El gran teatro de la democracia por Guillermo Giacosa (*)
Me hace mucho daño vivir esa sensación que mezcla repugnancia con impotencia cuando me informo sobre ciertos hechos del acontecer mundial o local. Mi cerebro comprende y no comprende lo que lee o lo que ve. No es un juego de palabras. Comprende las razones, pero no puede comprender la inmensa insensatez que trata de ocultar la palabrería que describe la información. Hace unos días observé por TV cómo los pacíficos policías canadienses asesinaban a un inmigrante polaco en el aeropuerto. Sin balas, sin sangre, solo con una fulminante descarga de 50 mil voltios.
Quizá sancionen a los criminales, quizá les apliquen un castigo administrativo, como una semana menos de vacaciones o cosas así. Quién no se va a asustar y reaccionar como reaccionaron los cuatro valientes policías si la persona que tienen frente a ellos habla un idioma incomprensible y parece estar muy disgustada por el trato. Hay que ponerlo en vereda y qué mejor que una descarga eléctrica para que el díscolo comprenda. En todo caso, el hecho se olvidará pronto y solo, cuando hablemos de Canadá, recordaremos que tiene muchos menos crímenes que los Estados Unidos, como nos enseñó Michael Moore.
Todavía con esas imágenes en la memoria asistí, por la noche, vía CNN, al debate de los ocho precandidatos a la presidencia del Partido Demócrata. Es indudable que hay unos peores que otros, pero no puede negarse que como puesta en escena de cómo funciona la democracia era una representación de primer nivel. Solo una representación porque en una democracia se presupone que lo que debe primar es la defensa de los intereses populares, y sabemos muy bien que, más allá de las palabras, son las grandes corporaciones las que financian las campañas y, a estas, cualquier interés que esté más allá de sus beneficios económicos le es indiferente. Claro, también hay aportes particulares y aportes de las corporaciones hechos a través de particulares para no quebrantar la ley.
Un dato muy importante, sobre el que ya escribí hace tiempo: la belicista Hillary Clinton, quien ya ha recibido más de 100 mil dólares de la industria de la guerra, jugó a la pacifista. Sabe que el pueblo de EE.UU. está harto de tantas guerras luego de sufrir las disparatadas aventuras de Vietnam, Afganistán e Irak y, por el momento, no parece oportuno mostrar las garras. Pero que esta industria haya aportado más dinero a su figura que el que ha cedido a los halcones delirantes del Partido Republicano es un indicio que no puede dejar de ser tenido en cuenta.

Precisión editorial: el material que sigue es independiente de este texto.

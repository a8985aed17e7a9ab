use axum::{
    extract::rejection::JsonRejection,
    http::StatusCode,
    response::{IntoResponse, Response},
    Json,
};
use text_provider::ProviderError;
use thiserror::Error;

/// Body of every non-2xx answer from the relay.
#[derive(serde::Serialize, Debug, Clone)]
pub struct ErrorBody {
    pub detail: String,
}

#[derive(Debug, Error)]
pub enum AppError {
    #[error("{}", .0.body_text())]
    Validation(#[from] JsonRejection),

    #[error("The 'message' field cannot be empty.")]
    EmptyMessage,

    #[error(transparent)]
    Provider(#[from] ProviderError),
}

impl AppError {
    pub fn status(&self) -> StatusCode {
        match self {
            // Body buffering failures (e.g. over the size limit) keep their own status.
            AppError::Validation(rejection @ JsonRejection::BytesRejection(_)) => {
                rejection.status()
            }
            AppError::Validation(_) => StatusCode::UNPROCESSABLE_ENTITY,
            AppError::EmptyMessage => StatusCode::BAD_REQUEST,
            AppError::Provider(_) => StatusCode::INTERNAL_SERVER_ERROR,
        }
    }
}

impl IntoResponse for AppError {
    fn into_response(self) -> Response {
        let status = self.status();
        let body = ErrorBody {
            detail: self.to_string(),
        };
        (status, Json(body)).into_response()
    }
}
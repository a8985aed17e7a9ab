pub mod app;
pub mod error;

pub use app::{build_router, AppState};

#[derive(serde::Deserialize, Debug, Clone)]
pub struct GenerateRequest {
    pub message: String,
}

#[derive(serde::Serialize, Debug, Clone)]
pub struct GenerateResponse {
    pub response: String,
}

Más allá de eso y de las apariencias democráticas, quedó dramáticamente en evidencia el acuerdo de ambos partidos para no perjudicarse. Solo un candidato, Kucinich, osó hablar de un juicio político a Bush y ninguno expresó su pesar por los dos millones de muertos en Irak (contando la primera invasión y el embargo). Ese silencio, que encierra una inmensa soberbia, dice, para mí, mucho más que los propósitos expuestos por los candidatos.